Intel x86 处理器的 L1 内存缓存记录在哪里?
我正在尝试分析和优化算法,我想了解缓存对各种处理器的具体影响。 对于最近的Intel x86处理器(例如Q9300),很难找到有关缓存结构的详细信息。 特别是,大多数网站(包括 Intel.com)都支持后处理器规格不包括任何对 L1 缓存的引用。 这是因为 L1 缓存不存在,还是由于某种原因该信息被认为不重要? 有没有关于消除 L1 缓存的文章或讨论?
[编辑] 在运行各种测试和诊断程序(主要是下面答案中讨论的那些)之后,我得出的结论是我的 Q9300 似乎有 32K L1 数据缓存。 我仍然没有找到明确的解释来解释为什么这些信息如此难以获得。 我目前的工作理论是,L1 缓存的细节现在被英特尔视为商业秘密。
I am trying to profile and optimize algorithms and I would like to understand the specific impact of the caches on various processors. For recent Intel x86 processors (e.g. Q9300), it is very hard to find detailed information about cache structure. In particular, most web sites (including Intel.com) that post processor specs do not include any reference to L1 cache. Is this because the L1 cache does not exist or is this information for some reason considered unimportant? Are there any articles or discussions about the elimination of the L1 cache?
[edit]
After running various tests and diagnostic programs (mostly those discussed in the answers below), I have concluded that my Q9300 seems to have a 32K L1 data cache. I still haven't found a clear explanation as to why this information is so difficult to come by. My current working theory is that the details of L1 caching are now being treated as trade secrets by Intel.
如果你对这篇内容有疑问,欢迎到本站社区发帖提问 参与讨论,获取更多帮助,或者扫码二维码加入 Web 技术交流群。
绑定邮箱获取回复消息
由于您还没有绑定你的真实邮箱,如果其他用户或者作者回复了您的评论,将不能在第一时间通知您!
发布评论
评论(7)
找到有关英特尔缓存的规格几乎是不可能的。 去年,当我教授缓存课程时,我询问了英特尔内部的朋友(编译器组),他们找不到规格。
但是等等!!! Jed,保佑他的灵魂,告诉我们在 Linux 系统上,你可以从内核中挤出大量信息:
这将为您提供关联性、集合大小和一堆其他信息(但不包括延迟)。
例如,我了解到,尽管 AMD 宣传其 128K L1 缓存,但我的 AMD 机器却拥有各 64K 的分离式 I 和 D 缓存。
感谢 Jed,现在有两条建议已经过时:
开源工具
valgrind
内部有各种缓存模型,并且它对于分析和理解缓存行为非常有价值。 它附带了一个非常好的可视化工具kcachegrind
,它是 KDE SDK 的一部分。例如:2008 年第 3 季度,AMD K8/K10 CPU 使用 64 字节缓存行,每个 L1I/L1D 分割缓存为 64kB。 L1D 是 2 路关联且与 L2 互斥,延迟为 3 个周期。 L2 缓存为 16 路关联,延迟约为 12 个周期。

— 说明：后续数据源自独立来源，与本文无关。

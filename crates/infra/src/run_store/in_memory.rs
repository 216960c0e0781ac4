use std::collections::HashMap;
use std::sync::{RwLock, RwLockReadGuard, RwLockWriteGuard};

use gstflow_core::{ExpectedVersion, RunId};
use gstflow_events::Event;
use gstflow_runs::{RunEvent, RunInput, RunOutput, RunStore, RunStoreError};

#[derive(Debug, Default)]
struct Runs {
    streams: HashMap<RunId, Vec<RunEvent>>,
    inputs: HashMap<RunId, RunInput>,
    outputs: HashMap<RunId, RunOutput>,
}

/// In-memory append-only run store.
///
/// Intended for tests/dev. Not optimized for performance.
#[derive(Debug, Default)]
pub struct InMemoryRunStore {
    runs: RwLock<Runs>,
}

impl InMemoryRunStore {
    pub fn new() -> Self {
        Self::default()
    }

    fn read(&self) -> Result<RwLockReadGuard<'_, Runs>, RunStoreError> {
        self.runs
            .read()
            .map_err(|_| RunStoreError::Storage("lock poisoned".to_string()))
    }

    fn write(&self) -> Result<RwLockWriteGuard<'_, Runs>, RunStoreError> {
        self.runs
            .write()
            .map_err(|_| RunStoreError::Storage("lock poisoned".to_string()))
    }
}

impl RunStore for InMemoryRunStore {
    fn append(
        &self,
        run_id: RunId,
        expected: ExpectedVersion,
        events: Vec<RunEvent>,
    ) -> Result<u64, RunStoreError> {
        if let Some((idx, _)) = events.iter().enumerate().find(|(_, e)| e.run_id() != run_id) {
            return Err(RunStoreError::Conflict(format!(
                "batch contains an event for another run (index {idx})"
            )));
        }

        let mut runs = self.write()?;
        let stream = runs.streams.entry(run_id).or_default();
        let current = stream.len() as u64;
        if !expected.matches(current) {
            return Err(RunStoreError::Conflict(format!(
                "expected {expected}, stream is at version {current}"
            )));
        }

        stream.extend(events);
        Ok(stream.len() as u64)
    }

    fn load(&self, run_id: RunId) -> Result<Vec<RunEvent>, RunStoreError> {
        Ok(self.read()?.streams.get(&run_id).cloned().unwrap_or_default())
    }

    fn save_input(&self, run_id: RunId, input: RunInput) -> Result<(), RunStoreError> {
        let mut runs = self.write()?;
        match runs.inputs.get(&run_id) {
            Some(existing) if *existing == input => Ok(()),
            Some(_) => Err(RunStoreError::InputMismatch(run_id)),
            None => {
                runs.inputs.insert(run_id, input);
                Ok(())
            }
        }
    }

    fn load_input(&self, run_id: RunId) -> Result<Option<RunInput>, RunStoreError> {
        Ok(self.read()?.inputs.get(&run_id).cloned())
    }

    fn finalize_outputs(&self, run_id: RunId, output: RunOutput) -> Result<(), RunStoreError> {
        let mut runs = self.write()?;
        if runs.outputs.contains_key(&run_id) {
            return Err(RunStoreError::AlreadyFinalized(run_id));
        }
        runs.outputs.insert(run_id, output);
        Ok(())
    }

    fn load_outputs(&self, run_id: RunId) -> Result<Option<RunOutput>, RunStoreError> {
        Ok(self.read()?.outputs.get(&run_id).cloned())
    }
}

AMD Bulldozer 系列 CPU 使用带有 16kiB 4 路关联的分离式 L1每个集群 L1D(每个核心 2 个)。
Intel CPU 长期以来一直保持 L1 不变(从 Pentium M 到 Haswell 到Skylake,大概是之后的许多代):每个 I 和 D 缓存分割 32kB,L1D 是 8 路关联。 64 字节高速缓存线,与 DDR DRAM 的突发传输大小相匹配。 加载使用延迟约为 4 个周期。
另请参阅 x86 标签 wiki,获取更多性能的链接和微架构数据。
It is near impossible to find specs on Intel caches. When I was teaching a class on caches last year, I asked friends inside Intel (in the compiler group) and they couldn't find specs.
But wait!!! Jed, bless his soul, tells us that on Linux systems, you can squeeze lots of information out of the kernel:
This will give you associativity, set size, and a bunch of other information (but not latency).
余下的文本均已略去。